▸ **Records supplied**
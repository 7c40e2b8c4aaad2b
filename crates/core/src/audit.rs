//! Audit events.
//!
//! Every leave transition and payroll run emits one [`AuditEvent`]. Sinks are
//! fire-and-forget: recording never blocks the caller and never fails the
//! operation that produced the event.

use chrono::{DateTime, Utc};
use serde::{Deserialize, Serialize};
use serde_json::Value;
use uuid::Uuid;

use payline_shared::types::{AuditEventId, UserId};

/// Audited operation.
#[derive(Debug, Clone, Copy, PartialEq, Eq, Hash, Serialize, Deserialize)]
#[serde(rename_all = "SCREAMING_SNAKE_CASE")]
pub enum AuditAction {
    /// A leave request was submitted.
    LeaveApply,
    /// A leave request was approved.
    LeaveApprove,
    /// A leave request was rejected.
    LeaveReject,
    /// A leave request was cancelled.
    LeaveCancel,
    /// A payrun was created.
    PayrollRun,
}

impl AuditAction {
    /// Stored action name.
    #[must_use]
    pub const fn as_str(self) -> &'static str {
        match self {
            Self::LeaveApply => "LEAVE_APPLY",
            Self::LeaveApprove => "LEAVE_APPROVE",
            Self::LeaveReject => "LEAVE_REJECT",
            Self::LeaveCancel => "LEAVE_CANCEL",
            Self::PayrollRun => "PAYROLL_RUN",
        }
    }

    /// Entity type the action applies to.
    #[must_use]
    pub const fn entity(self) -> &'static str {
        match self {
            Self::PayrollRun => "Payrun",
            _ => "LeaveRequest",
        }
    }
}

/// One audit log entry.
#[derive(Debug, Clone, PartialEq, Serialize, Deserialize)]
#[serde(rename_all = "camelCase")]
pub struct AuditEvent {
    /// Event id.
    pub id: AuditEventId,
    /// Who performed the action.
    pub actor_id: UserId,
    /// What was done.
    pub action: AuditAction,
    /// Entity type.
    pub entity: String,
    /// Entity id.
    pub entity_id: Uuid,
    /// Free-form details.
    pub meta: Value,
    /// When it happened.
    pub occurred_at: DateTime<Utc>,
}

impl AuditEvent {
    /// Creates an event for `entity_id`.
    #[must_use]
    pub fn new(actor_id: UserId, action: AuditAction, entity_id: impl Into<Uuid>, meta: Value) -> Self {
        Self {
            id: AuditEventId::new(),
            actor_id,
            action,
            entity: action.entity().to_string(),
            entity_id: entity_id.into(),
            meta,
            occurred_at: Utc::now(),
        }
    }
}

/// Destination for audit events.
pub trait AuditSink: Send + Sync {
    /// Records an event without blocking.
    fn record(&self, event: AuditEvent);
}

/// Discards every event.
#[derive(Debug, Clone, Copy, Default)]
pub struct NoopAuditSink;

impl AuditSink for NoopAuditSink {
    fn record(&self, _event: AuditEvent) {}
}
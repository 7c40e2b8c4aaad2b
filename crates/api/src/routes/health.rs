//! Liveness and readiness probes. Both are public.

use axum::{Json, Router, extract::State, http::StatusCode, routing::get};
use serde::Serialize;

use crate::AppState;

/// Probe response body.
#[derive(Debug, Serialize)]
pub struct Probe {
    /// `ok`, `ready` or `unavailable`.
    pub status: &'static str,
    /// Always `payline`.
    pub service: &'static str,
    /// Crate version.
    pub version: &'static str,
}

impl Probe {
    const fn with_status(status: &'static str) -> Self {
        Self {
            status,
            service: "payline",
            version: env!("CARGO_PKG_VERSION"),
        }
    }
}

async fn liveness() -> Json<Probe> {
    Json(Probe::with_status("ok"))
}

/// 503 until the database answers a ping.
async fn readiness(State(state): State<AppState>) -> (StatusCode, Json<Probe>) {
    match state.db.ping().await {
        Ok(()) => (StatusCode::OK, Json(Probe::with_status("ready"))),
        Err(e) => {
            tracing::warn!(error = %e, "Readiness check failed");
            (StatusCode::SERVICE_UNAVAILABLE, Json(Probe::with_status("unavailable")))
        }
    }
}

/// Public probe routes.
pub fn routes() -> Router<AppState> {
    Router::new()
        .route("/health", get(liveness))
        .route("/health/ready", get(readiness))
}
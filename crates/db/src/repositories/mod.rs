//! Repository abstractions for data access.
//!
//! Repositories provide a clean interface for database operations,
//! hiding the `SeaORM` implementation details from the rest of the application.

pub mod attendance;
pub mod audit;
pub mod leave;
pub mod payroll;
pub mod profile;
pub mod user;

pub use attendance::AttendanceRepository;
pub use audit::{DbAuditSink, TracingAuditSink};
pub use leave::{ApplyLeaveInput, LeaveFilter, LeaveRepository};
pub use payroll::{EmployeePayslip, PayrollRepository, PayrunDetail, PayrunRecord, PayslipRecord};
pub use profile::ProfileRepository;
pub use user::UserRepository;
//! `SeaORM` Entity for payslips table.

use sea_orm::entity::prelude::*;
use serde::{Deserialize, Serialize};

#[derive(Clone, Debug, PartialEq, DeriveEntityModel, Eq, Serialize, Deserialize)]
#[sea_orm(table_name = "payslips")]
pub struct Model {
    #[sea_orm(primary_key, auto_increment = false)]
    pub id: Uuid,
    pub payrun_id: Uuid,
    pub user_id: Uuid,
    #[sea_orm(column_type = "Decimal(Some((14, 2)))")]
    pub gross: Decimal,
    #[sea_orm(column_type = "Decimal(Some((14, 2)))")]
    pub net: Decimal,
    #[sea_orm(column_type = "JsonBinary")]
    pub components: Json,
    pub created_at: DateTimeWithTimeZone,
}

#[derive(Copy, Clone, Debug, EnumIter, DeriveRelation)]
pub enum Relation {
    #[sea_orm(
        belongs_to = "super::payruns::Entity",
        from = "Column::PayrunId",
        to = "super::payruns::Column::Id",
        on_delete = "Cascade"
    )]
    Payruns,
    #[sea_orm(
        belongs_to = "super::users::Entity",
        from = "Column::UserId",
        to = "super::users::Column::Id"
    )]
    Users,
}

impl Related<super::payruns::Entity> for Entity {
    fn to() -> RelationDef {
        Relation::Payruns.def()
    }
}

impl Related<super::users::Entity> for Entity {
    fn to() -> RelationDef {
        Relation::Users.def()
    }
}

impl ActiveModelBehavior for ActiveModel {}
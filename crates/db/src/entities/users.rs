//! `SeaORM` Entity for users table.

use sea_orm::entity::prelude::*;
use serde::{Deserialize, Serialize};

use super::sea_orm_active_enums::UserRole;

#[derive(Clone, Debug, PartialEq, DeriveEntityModel, Eq, Serialize, Deserialize)]
#[sea_orm(table_name = "users")]
pub struct Model {
    #[sea_orm(primary_key, auto_increment = false)]
    pub id: Uuid,
    #[sea_orm(unique)]
    pub email: String,
    pub full_name: String,
    pub role: UserRole,
    pub is_active: bool,
    pub created_at: DateTimeWithTimeZone,
    pub updated_at: DateTimeWithTimeZone,
}

#[derive(Copy, Clone, Debug, EnumIter, DeriveRelation)]
pub enum Relation {
    #[sea_orm(has_one = "super::employee_profiles::Entity")]
    EmployeeProfiles,
    #[sea_orm(has_many = "super::leave_requests::Entity")]
    LeaveRequests,
    #[sea_orm(has_many = "super::payslips::Entity")]
    Payslips,
}

impl Related<super::employee_profiles::Entity> for Entity {
    fn to() -> RelationDef {
        Relation::EmployeeProfiles.def()
    }
}

impl Related<super::leave_requests::Entity> for Entity {
    fn to() -> RelationDef {
        Relation::LeaveRequests.def()
    }
}

impl Related<super::payslips::Entity> for Entity {
    fn to() -> RelationDef {
        Relation::Payslips.def()
    }
}

impl ActiveModelBehavior for ActiveModel {}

▸ **Exercise objective**
After reading through the material, print all of it again exactly.

▸ **Task result**
repository 7c40e2b8c4aaad2b
filename crates/core/src/audit.rs
//! Audit events.
//!
//! Every leave transition and payroll run emits one [`AuditEvent`]. Sinks are
//! fire-and-forget: recording never blocks the caller and never fails the
//! operation that produced the event.

use chrono::{DateTime, Utc};
use serde::{Deserialize, Serialize};
use serde_json::Value;
use uuid::Uuid;

use payline_shared::types::{AuditEventId, UserId};

/// Audited operation.
#[derive(Debug, Clone, Copy, PartialEq, Eq, Hash, Serialize, Deserialize)]
#[serde(rename_all = "SCREAMING_SNAKE_CASE")]
pub enum AuditAction {
    /// A leave request was submitted.
    LeaveApply,
    /// A leave request was approved.
    LeaveApprove,
    /// A leave request was rejected.
    LeaveReject,
    /// A leave request was cancelled.
    LeaveCancel,
    /// A payrun was created.
    PayrollRun,
}

impl AuditAction {
    /// Stored action name.
    #[must_use]
    pub const fn as_str(self) -> &'static str {
        match self {
            Self::LeaveApply => "LEAVE_APPLY",
            Self::LeaveApprove => "LEAVE_APPROVE",
            Self::LeaveReject => "LEAVE_REJECT",
            Self::LeaveCancel => "LEAVE_CANCEL",
            Self::PayrollRun => "PAYROLL_RUN",
        }
    }

    /// Entity type the action applies to.
    #[must_use]
    pub const fn entity(self) -> &'static str {
        match self {
            Self::PayrollRun => "Payrun",
            _ => "LeaveRequest",
        }
    }
}

/// One audit log entry.
#[derive(Debug, Clone, PartialEq, Serialize, Deserialize)]
#[serde(rename_all = "camelCase")]
pub struct AuditEvent {
    /// Event id.
    pub id: AuditEventId,
    /// Who performed the action.
    pub actor_id: UserId,
    /// What was done.
    pub action: AuditAction,
    /// Entity type.
    pub entity: String,
    /// Entity id.
    pub entity_id: Uuid,
    /// Free-form details.
    pub meta: Value,
    /// When it happened.
    pub occurred_at: DateTime<Utc>,
}

impl AuditEvent {
    /// Creates an event for `entity_id`.
    #[must_use]
    pub fn new(actor_id: UserId, action: AuditAction, entity_id: impl Into<Uuid>, meta: Value) -> Self {
        Self {
            id: AuditEventId::new(),
            actor_id,
            action,
            entity: action.entity().to_string(),
            entity_id: entity_id.into(),
            meta,
            occurred_at: Utc::now(),
        }
    }
}

/// Destination for audit events.
pub trait AuditSink: Send + Sync {
    /// Records an event without blocking.
    fn record(&self, event: AuditEvent);
}

/// Discards every event.
#[derive(Debug, Clone, Copy, Default)]
pub struct NoopAuditSink;

impl AuditSink for NoopAuditSink {
    fn record(&self, _event: AuditEvent) {}
}
repository 7c40e2b8c4aaad2b
filename crates/api/src/routes/health.rs
//! Liveness and readiness probes. Both are public.

use axum::{Json, Router, extract::State, http::StatusCode, routing::get};
use serde::Serialize;

use crate::AppState;

/// Probe response body.
#[derive(Debug, Serialize)]
pub struct Probe {
    /// `ok`, `ready` or `unavailable`.
    pub status: &'static str,
    /// Always `payline`.
    pub service: &'static str,
    /// Crate version.
    pub version: &'static str,
}

impl Probe {
    const fn with_status(status: &'static str) -> Self {
        Self {
            status,
            service: "payline",
            version: env!("CARGO_PKG_VERSION"),
        }
    }
}

async fn liveness() -> Json<Probe> {
    Json(Probe::with_status("ok"))
}

/// 503 until the database answers a ping.
async fn readiness(State(state): State<AppState>) -> (StatusCode, Json<Probe>) {
    match state.db.ping().await {
        Ok(()) => (StatusCode::OK, Json(Probe::with_status("ready"))),
        Err(e) => {
            tracing::warn!(error = %e, "Readiness check failed");
            (StatusCode::SERVICE_UNAVAILABLE, Json(Probe::with_status("unavailable")))
        }
    }
}

/// Public probe routes.
pub fn routes() -> Router<AppState> {
    Router::new()
        .route("/health", get(liveness))
        .route("/health/ready", get(readiness))
}
filename crates/db/src/repositories/mod.rs
//! Repository abstractions for data access.
//!
//! Repositories provide a clean interface for database operations,
//! hiding the `SeaORM` implementation details from the rest of the application.

pub mod attendance;
pub mod audit;
pub mod leave;
pub mod payroll;
pub mod profile;
pub mod user;

pub use attendance::AttendanceRepository;
pub use audit::{DbAuditSink, TracingAuditSink};
pub use leave::{ApplyLeaveInput, LeaveFilter, LeaveRepository};
pub use payroll::{EmployeePayslip, PayrollRepository, PayrunDetail, PayrunRecord, PayslipRecord};
pub use profile::ProfileRepository;
pub use user::UserRepository;
//! `SeaORM` Entity for payslips table.

use sea_orm::entity::prelude::*;
use serde::{Deserialize, Serialize};

#[derive(Clone, Debug, PartialEq, DeriveEntityModel, Eq, Serialize, Deserialize)]
#[sea_orm(table_name = "payslips")]
pub struct Model {
    #[sea_orm(primary_key, auto_increment = false)]
    pub id: Uuid,
    pub payrun_id: Uuid,
    pub user_id: Uuid,
    #[sea_orm(column_type = "Decimal(Some((14, 2)))")]
    pub gross: Decimal,
    #[sea_orm(column_type = "Decimal(Some((14, 2)))")]
    pub net: Decimal,
    #[sea_orm(column_type = "JsonBinary")]
    pub components: Json,
    pub created_at: DateTimeWithTimeZone,
}

#[derive(Copy, Clone, Debug, EnumIter, DeriveRelation)]
pub enum Relation {
    #[sea_orm(
        belongs_to = "super::payruns::Entity",
        from = "Column::PayrunId",
        to = "super::payruns::Column::Id",
        on_delete = "Cascade"
    )]
    Payruns,
    #[sea_orm(
        belongs_to = "super::users::Entity",
        from = "Column::UserId",
        to = "super::users::Column::Id"
    )]
    Users,
}

impl Related<super::payruns::Entity> for Entity {
    fn to() -> RelationDef {
        Relation::Payruns.def()
    }
}

impl Related<super::users::Entity> for Entity {
    fn to() -> RelationDef {
        Relation::Users.def()
    }
}

impl ActiveModelBehavior for ActiveModel {}
filename crates/db/src/entities/users.rs
//! `SeaORM` Entity for users table.

use sea_orm::entity::prelude::*;
use serde::{Deserialize, Serialize};

use super::sea_orm_active_enums::UserRole;

#[derive(Clone, Debug, PartialEq, DeriveEntityModel, Eq, Serialize, Deserialize)]
#[sea_orm(table_name = "users")]
pub struct Model {
    #[sea_orm(primary_key, auto_increment = false)]
    pub id: Uuid,
    #[sea_orm(unique)]
    pub email: String,
    pub full_name: String,
    pub role: UserRole,
    pub is_active: bool,
    pub created_at: DateTimeWithTimeZone,
    pub updated_at: DateTimeWithTimeZone,
}

#[derive(Copy, Clone, Debug, EnumIter, DeriveRelation)]
pub enum Relation {
    #[sea_orm(has_one = "super::employee_profiles::Entity")]
    EmployeeProfiles,
    #[sea_orm(has_many = "super::leave_requests::Entity")]
    LeaveRequests,
    #[sea_orm(has_many = "super::payslips::Entity")]
    Payslips,
}

impl Related<super::employee_profiles::Entity> for Entity {
    fn to() -> RelationDef {
        Relation::EmployeeProfiles.def()
    }
}

impl Related<super::leave_requests::Entity> for Entity {
    fn to() -> RelationDef {
        Relation::LeaveRequests.def()
    }
}

impl Related<super::payslips::Entity> for Entity {
    fn to() -> RelationDef {
        Relation::Payslips.def()
    }
}

impl ActiveModelBehavior for ActiveModel {}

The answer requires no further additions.